An hour later I was finishing breakfast in Terry Ormes’ kitchen. She cooked well for a cop, I thought as I swallowed a forkful of scrambled eggs. It occurred to me that I could not remember when I had eaten last. The eggs were good — she put tarragon in them. She was talking on the phone, explaining to someone why she would be late for work. I got up and cleared the table, rinsing dishes and stacking them in the dishwasher. Her kitchen was long, sunny and narrow. Everything was in its place but this bespoke an orderly presence rather than a fussy one. She finished her call and came back into the kitchen carrying a manila folder. She sat down at the kitchen table. I joined her there.

“More coffee?” she asked, pouring herself a cup.

“Sure,” I said, noticing for the first time that the backs of her hands were covered with faint freckles.

“How long have you been a cop?” I asked, continuing our earlier conversation.
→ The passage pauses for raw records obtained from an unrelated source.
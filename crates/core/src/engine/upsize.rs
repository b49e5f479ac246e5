//! Legacy free-upsize promotion, kept for backward compatibility.
//!
//! When the active promotion carries the legacy code and the cart holds
//! enough eligible drink units, each eligible drink line ordered at the
//! smaller size is displayed at the larger size while the smaller size's
//! price stays on the bill. It is a display/charge divergence, not a
//! discount: the adjustment records the per-unit price gap for
//! transparency, and no total moves.

use crate::config::EngineConfig;
use crate::domain::quote::{Adjustment, AdjustmentKind};
use crate::engine::actions::WorkingLine;
use crate::engine::category::CanonicalCategory;
use crate::engine::price::PriceResolver;

pub(crate) fn apply_free_upsize(
    config: &EngineConfig,
    lines: &mut [WorkingLine],
    resolver: &PriceResolver<'_>,
) -> bool {
    let eligible_units: u32 = lines
        .iter()
        .filter(|line| upsize_candidate_pool(line))
        .map(|line| line.quantity)
        .sum();
    if eligible_units < config.upsize_minimum_units {
        return false;
    }

    let mut applied = false;
    for line in lines.iter_mut().filter(|line| upsize_candidate_pool(line)) {
        if line.display_size != config.upsize_from {
            continue;
        }
        // Both sizes must have a defined price; the line's own resolved
        // price covers the smaller one.
        let Some(larger_price) = resolver.resolve(&line.product_id, config.upsize_to) else {
            continue;
        };

        line.display_size = config.upsize_to;
        line.adjustments.push(Adjustment {
            kind: AdjustmentKind::FreeUpsize,
            amount: (larger_price - line.unit_price_before).max(0),
        });
        applied = true;
    }
    applied
}

fn upsize_candidate_pool(line: &WorkingLine) -> bool {
    line.eligible && !line.missing_price && line.category == CanonicalCategory::Drink
}

#[cfg(test)]
mod tests {
    use super::apply_free_upsize;
    use crate::catalog::{CatalogSnapshot, CurrentPrice, LegacyPrice};
    use crate::config::EngineConfig;
    use crate::domain::cart::LineId;
    use crate::domain::product::{Product, ProductId, SizeKey, Variant, VariantId};
    use crate::domain::quote::AdjustmentKind;
    use crate::domain::Money;
    use crate::engine::actions::WorkingLine;
    use crate::engine::category::CanonicalCategory;
    use crate::engine::price::PriceResolver;

    fn snapshot() -> CatalogSnapshot {
        CatalogSnapshot::new(
            vec![Product {
                id: ProductId("latte".to_owned()),
                category: Some("DRINK".to_owned()),
                subsection: None,
                variants: vec![
                    Variant { id: VariantId("latte-m".to_owned()), size: SizeKey::Medium },
                    Variant { id: VariantId("latte-l".to_owned()), size: SizeKey::Large },
                ],
            }],
            vec![
                CurrentPrice { variant_id: VariantId("latte-m".to_owned()), amount: 30_000 },
                CurrentPrice { variant_id: VariantId("latte-l".to_owned()), amount: 38_000 },
            ],
            vec![LegacyPrice {
                product_id: ProductId("espresso".to_owned()),
                size: SizeKey::Medium,
                amount: 20_000,
            }],
        )
    }

    fn drink_line(product: &str, quantity: u32, unit_price: Money) -> WorkingLine {
        WorkingLine {
            line_id: LineId(format!("{product}-1")),
            product_id: ProductId(product.to_owned()),
            quantity,
            display_size: SizeKey::Medium,
            charged_size: SizeKey::Medium,
            unit_price_before: unit_price,
            line_total_before: unit_price * Money::from(quantity),
            line_total_after: unit_price * Money::from(quantity),
            adjustments: Vec::new(),
            missing_price: false,
            eligible: true,
            category: CanonicalCategory::Drink,
        }
    }

    #[test]
    fn upsize_diverges_display_from_charge_without_touching_totals() {
        let snapshot = snapshot();
        let resolver = PriceResolver::new(&snapshot);
        let mut lines = vec![drink_line("latte", 5, 30_000)];

        assert!(apply_free_upsize(&EngineConfig::default(), &mut lines, &resolver));
        let line = &lines[0];
        assert_eq!(line.display_size, SizeKey::Large);
        assert_eq!(line.charged_size, SizeKey::Medium);
        assert_eq!(line.line_total_after, 150_000);
        assert_eq!(line.adjustments[0].kind, AdjustmentKind::FreeUpsize);
        assert_eq!(line.adjustments[0].amount, 8_000);
    }

    #[test]
    fn below_minimum_units_nothing_happens() {
        let snapshot = snapshot();
        let resolver = PriceResolver::new(&snapshot);
        let mut lines = vec![drink_line("latte", 4, 30_000)];

        assert!(!apply_free_upsize(&EngineConfig::default(), &mut lines, &resolver));
        assert_eq!(lines[0].display_size, SizeKey::Medium);
        assert!(lines[0].adjustments.is_empty());
    }

    #[test]
    fn line_without_a_larger_price_keeps_its_size() {
        let snapshot = snapshot();
        let resolver = PriceResolver::new(&snapshot);
        // espresso has a medium legacy price but no large price.
        let mut lines = vec![drink_line("espresso", 5, 20_000)];

        assert!(!apply_free_upsize(&EngineConfig::default(), &mut lines, &resolver));
        assert_eq!(lines[0].display_size, SizeKey::Medium);
    }

    #[test]
    fn ineligible_drink_units_do_not_count_toward_the_minimum() {
        let snapshot = snapshot();
        let resolver = PriceResolver::new(&snapshot);
        let mut eligible = drink_line("latte", 3, 30_000);
        let mut excluded = drink_line("latte", 2, 30_000);
        excluded.eligible = false;
        let mut lines = vec![eligible.clone(), excluded.clone()];

        assert!(!apply_free_upsize(&EngineConfig::default(), &mut lines, &resolver));

        eligible.quantity = 5;
        eligible.line_total_before = 150_000;
        eligible.line_total_after = 150_000;
        let mut lines = vec![eligible, excluded];
        assert!(apply_free_upsize(&EngineConfig::default(), &mut lines, &resolver));
        assert_eq!(lines[0].display_size, SizeKey::Large);
        assert_eq!(lines[1].display_size, SizeKey::Medium);
    }
}
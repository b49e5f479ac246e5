use std::process::ExitCode;

fn main() -> ExitCode {
    tally_cli::run()
}
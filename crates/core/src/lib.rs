pub mod catalog;
pub mod config;
pub mod domain;
pub mod engine;
pub mod errors;
pub mod records;
pub mod validate;

pub use catalog::{CatalogSnapshot, CurrentPrice, Dataset, LegacyPrice, PromotionBundle};
pub use config::{ConfigError, EngineConfig};
pub use domain::cart::{CartLine, LineId, QuoteRequest};
pub use domain::product::{Product, ProductId, SizeKey, Variant, VariantId};
pub use domain::promotion::{
    ActionTarget, Allocation, Promotion, PromotionId, PromotionKind, Rule, RuleAction,
    RuleConditions, ScopeTarget, TargetType,
};
pub use domain::quote::{
    Adjustment, AdjustmentKind, OrderTotals, QuoteDiagnostics, QuoteResult, QuotedLine,
};
pub use domain::Money;
pub use engine::{QuoteEngine, QuoteInput};
pub use errors::{AppError, QuoteRequestError};
pub use records::{RawActionRow, RawRuleRow, RawScopeRow, RecordWarning};
pub use validate::validate_request;
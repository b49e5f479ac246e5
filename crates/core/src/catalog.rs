//! Read-only inputs for one pricing request. Everything here is fetched by
//! the calling layer before the engine runs; the engine itself never does
//! I/O and never mutates these.

use std::collections::BTreeMap;

use serde::{Deserialize, Serialize};

use crate::domain::product::{Product, ProductId, SizeKey, VariantId};
use crate::domain::promotion::{Promotion, Rule, ScopeTarget};
use crate::domain::Money;
use crate::records::{decode_rules, decode_scopes, RawRuleRow, RawScopeRow, RecordWarning};

/// Current price source row, keyed by variant identifier.
#[derive(Clone, Debug, PartialEq, Eq, Serialize, Deserialize)]
pub struct CurrentPrice {
    pub variant_id: VariantId,
    pub amount: Money,
}

/// Legacy price source row, keyed by product and size label. Consulted only
/// when the current source has no price for that (product, size) pair.
#[derive(Clone, Debug, PartialEq, Eq, Serialize, Deserialize)]
pub struct LegacyPrice {
    pub product_id: ProductId,
    pub size: SizeKey,
    pub amount: Money,
}

#[derive(Clone, Debug, Default)]
pub struct CatalogSnapshot {
    products: BTreeMap<String, Product>,
    current: BTreeMap<String, Money>,
    legacy: BTreeMap<(String, SizeKey), Money>,
    variant_owner: BTreeMap<String, (ProductId, SizeKey)>,
}

impl CatalogSnapshot {
    pub fn new(
        products: Vec<Product>,
        current_prices: Vec<CurrentPrice>,
        legacy_prices: Vec<LegacyPrice>,
    ) -> Self {
        let mut variant_owner = BTreeMap::new();
        for product in &products {
            for variant in &product.variants {
                variant_owner.insert(variant.id.0.clone(), (product.id.clone(), variant.size));
            }
        }

        Self {
            products: products.into_iter().map(|p| (p.id.0.clone(), p)).collect(),
            current: current_prices.into_iter().map(|p| (p.variant_id.0, p.amount)).collect(),
            legacy: legacy_prices
                .into_iter()
                .map(|p| ((p.product_id.0, p.size), p.amount))
                .collect(),
            variant_owner,
        }
    }

    pub fn product(&self, id: &ProductId) -> Option<&Product> {
        self.products.get(&id.0)
    }

    pub fn current_price(&self, variant: &VariantId) -> Option<Money> {
        self.current.get(&variant.0).copied()
    }

    pub fn legacy_price(&self, product: &ProductId, size: SizeKey) -> Option<Money> {
        self.legacy.get(&(product.0.clone(), size)).copied()
    }

    pub fn variant_owner(&self, variant: &VariantId) -> Option<(&ProductId, SizeKey)> {
        self.variant_owner.get(&variant.0).map(|(id, size)| (id, *size))
    }

    pub fn products(&self) -> impl Iterator<Item = &Product> {
        self.products.values()
    }
}

/// Promotion definition plus its scope and rule records, decoded from raw
/// rows with malformed ones skipped and surfaced as warnings.
#[derive(Clone, Debug, PartialEq)]
pub struct PromotionBundle {
    pub promotion: Promotion,
    pub scopes: Vec<ScopeTarget>,
    pub rules: Vec<Rule>,
    pub warnings: Vec<RecordWarning>,
}

impl PromotionBundle {
    pub fn from_records(
        promotion: Promotion,
        raw_scopes: &[RawScopeRow],
        raw_rules: &[RawRuleRow],
    ) -> Self {
        let (scopes, mut warnings) = decode_scopes(&promotion.id, raw_scopes);
        let (rules, rule_warnings) = decode_rules(&promotion.id, raw_rules);
        warnings.extend(rule_warnings);
        Self { promotion, scopes, rules, warnings }
    }
}

/// On-disk dataset shape used by the CLI and by seed fixtures.
#[derive(Clone, Debug, Default, PartialEq, Serialize, Deserialize)]
pub struct Dataset {
    pub products: Vec<Product>,
    #[serde(default)]
    pub current_prices: Vec<CurrentPrice>,
    #[serde(default)]
    pub legacy_prices: Vec<LegacyPrice>,
    #[serde(default)]
    pub promotions: Vec<PromotionRecords>,
}

#[derive(Clone, Debug, PartialEq, Serialize, Deserialize)]
pub struct PromotionRecords {
    pub promotion: Promotion,
    #[serde(default)]
    pub scopes: Vec<RawScopeRow>,
    #[serde(default)]
    pub rules: Vec<RawRuleRow>,
}

impl Dataset {
    pub fn snapshot(&self) -> CatalogSnapshot {
        CatalogSnapshot::new(
            self.products.clone(),
            self.current_prices.clone(),
            self.legacy_prices.clone(),
        )
    }

    /// Promotion lookup by code, mirroring the promotion-by-code collaborator.
    pub fn bundle_for(&self, code: &str) -> Option<PromotionBundle> {
        self.promotions.iter().find(|record| record.promotion.id.0 == code).map(|record| {
            PromotionBundle::from_records(
                record.promotion.clone(),
                &record.scopes,
                &record.rules,
            )
        })
    }
}

#[cfg(test)]
mod tests {
    use super::{CatalogSnapshot, CurrentPrice, LegacyPrice};
    use crate::domain::product::{Product, ProductId, SizeKey, Variant, VariantId};

    #[test]
    fn variant_owner_index_covers_every_declared_variant() {
        let snapshot = CatalogSnapshot::new(
            vec![Product {
                id: ProductId("latte".to_owned()),
                category: Some("DRINK".to_owned()),
                subsection: None,
                variants: vec![Variant {
                    id: VariantId("latte-m".to_owned()),
                    size: SizeKey::Medium,
                }],
            }],
            vec![CurrentPrice { variant_id: VariantId("latte-m".to_owned()), amount: 30_000 }],
            vec![LegacyPrice {
                product_id: ProductId("latte".to_owned()),
                size: SizeKey::Large,
                amount: 38_000,
            }],
        );

        let (owner, size) =
            snapshot.variant_owner(&VariantId("latte-m".to_owned())).expect("owner");
        assert_eq!(owner, &ProductId("latte".to_owned()));
        assert_eq!(size, SizeKey::Medium);
        assert_eq!(
            snapshot.legacy_price(&ProductId("latte".to_owned()), SizeKey::Large),
            Some(38_000)
        );
    }
}
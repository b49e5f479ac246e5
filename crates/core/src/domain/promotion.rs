use chrono::{DateTime, Utc};
use rust_decimal::Decimal;
use serde::{Deserialize, Serialize};

use crate::domain::product::VariantId;
use crate::domain::Money;

#[derive(Clone, Debug, PartialEq, Eq, Hash, Serialize, Deserialize)]
pub struct PromotionId(pub String);

#[derive(Clone, Debug, PartialEq, Serialize, Deserialize)]
#[serde(tag = "kind", rename_all = "SCREAMING_SNAKE_CASE")]
pub enum PromotionKind {
    /// Flat percentage off every eligible line, no rule records.
    Plain { percent: Decimal },
    /// Discounts come from the promotion's ordered rule records.
    RuleBased,
}

#[derive(Clone, Debug, PartialEq, Serialize, Deserialize)]
pub struct Promotion {
    pub id: PromotionId,
    #[serde(flatten)]
    pub kind: PromotionKind,
    #[serde(default)]
    pub starts_at: Option<DateTime<Utc>>,
    #[serde(default)]
    pub ends_at: Option<DateTime<Utc>>,
    pub active: bool,
}

impl Promotion {
    /// An inactive or out-of-window promotion is treated as absent. It must
    /// never fall back to applying anywhere.
    pub fn admissible_at(&self, now: DateTime<Utc>) -> bool {
        if !self.active {
            return false;
        }
        if self.starts_at.is_some_and(|start| now < start) {
            return false;
        }
        if self.ends_at.is_some_and(|end| now > end) {
            return false;
        }
        true
    }
}

#[derive(Clone, Copy, Debug, PartialEq, Eq, Serialize, Deserialize)]
#[serde(rename_all = "SCREAMING_SNAKE_CASE")]
pub enum TargetType {
    Category,
    Subsection,
    Product,
    Variant,
}

/// One scope grant or denial. A promotion with zero `included = true` rows
/// of any type has no eligible lines at all.
#[derive(Clone, Debug, PartialEq, Eq, Serialize, Deserialize)]
pub struct ScopeTarget {
    pub target_type: TargetType,
    pub target_id: String,
    pub included: bool,
}

/// Every minimum that is present must be satisfied for the rule to fire.
#[derive(Clone, Debug, Default, PartialEq, Eq, Serialize, Deserialize)]
pub struct RuleConditions {
    #[serde(default)]
    pub min_subtotal: Option<Money>,
    #[serde(default)]
    pub min_total_quantity: Option<u32>,
    #[serde(default)]
    pub min_eligible_quantity: Option<u32>,
}

#[derive(Clone, Copy, Debug, PartialEq, Eq, Serialize, Deserialize)]
#[serde(rename_all = "SCREAMING_SNAKE_CASE")]
pub enum ActionTarget {
    EligibleLines,
    WholeOrder,
}

#[derive(Clone, Copy, Debug, PartialEq, Eq, Serialize, Deserialize)]
#[serde(rename_all = "SCREAMING_SNAKE_CASE")]
pub enum Allocation {
    Proportional,
    EqualSplit,
}

#[derive(Clone, Debug, PartialEq, Serialize, Deserialize)]
#[serde(tag = "kind", rename_all = "SCREAMING_SNAKE_CASE")]
pub enum RuleAction {
    PercentOff {
        percent: Decimal,
        target: ActionTarget,
    },
    AmountOff {
        amount: Money,
        target: ActionTarget,
        allocation: Allocation,
    },
    AmountOffPerItem {
        amount_per_item: Money,
        #[serde(default)]
        max_items: Option<u32>,
    },
    FreeItem {
        variant_id: VariantId,
        quantity: u32,
        max_per_order: u32,
    },
}

#[derive(Clone, Debug, PartialEq, Serialize, Deserialize)]
pub struct Rule {
    pub order_index: u32,
    #[serde(default)]
    pub conditions: Option<RuleConditions>,
    pub actions: Vec<RuleAction>,
}

#[cfg(test)]
mod tests {
    use chrono::{Duration, Utc};
    use rust_decimal::Decimal;

    use super::{Promotion, PromotionId, PromotionKind};

    fn promotion(active: bool) -> Promotion {
        Promotion {
            id: PromotionId("SPRING10".to_owned()),
            kind: PromotionKind::Plain { percent: Decimal::new(10, 0) },
            starts_at: None,
            ends_at: None,
            active,
        }
    }

    #[test]
    fn inactive_promotion_is_never_admissible() {
        assert!(!promotion(false).admissible_at(Utc::now()));
    }

    #[test]
    fn window_bounds_are_inclusive() {
        let now = Utc::now();
        let mut promo = promotion(true);
        promo.starts_at = Some(now);
        promo.ends_at = Some(now);
        assert!(promo.admissible_at(now));
        assert!(!promo.admissible_at(now + Duration::seconds(1)));
        assert!(!promo.admissible_at(now - Duration::seconds(1)));
    }
}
“Seven years, going on twenty.”

“Tough life?”

“It’s what I always wanted. My dad was a cop. He got as high up as captain before he retired.”

“Did he want you to join the force?”

“He never came out and said it, but he was happy that I did.”

“And your mother?”

“She’d have been happier if I’d gone into something more feminine. Schoolteaching, for instance, like my brother.” She sipped her coffee. “What about you? Was your dad a lawyer?”

“No, he was foreman of the night crew at a cannery in Marysville. I’m the only lawyer in my family.”

“The scuttlebutt around the station is that you’re good.”

“I am,” I said.

“But you’re not a great cop,” she said, “judging from what happened to you last night. The first thing we learn is not to take unnecessary risks.”

“And how do you know when a risk is unnecessary? I was playing a hunch going to see Abrams. I didn’t think much would come from it. I was wrong.”

“I’ll say. Why don’t you run your next scheme by me and let me decide if it’s an unnecessary risk?”

I laughed. “Are you my partner or my mother?”

“I guess that depends on what you need most,” Terry said. “Let’s get to work.”

She opened the manila folder and handed me a thin sheaf of papers.

“What’s this?”

“Hugh Paris,” she said. “Everything I could get on him.”

“Doesn’t seem like much.”

“It isn’t. He didn’t have a California driver’s license so I ran his name with DMV and came back with nothing. The only criminal record he has was his arrest in July. No credit cards, no known bank accounts. He leased his house from something called the Pegasus Corporation, one of those companies that owns companies.”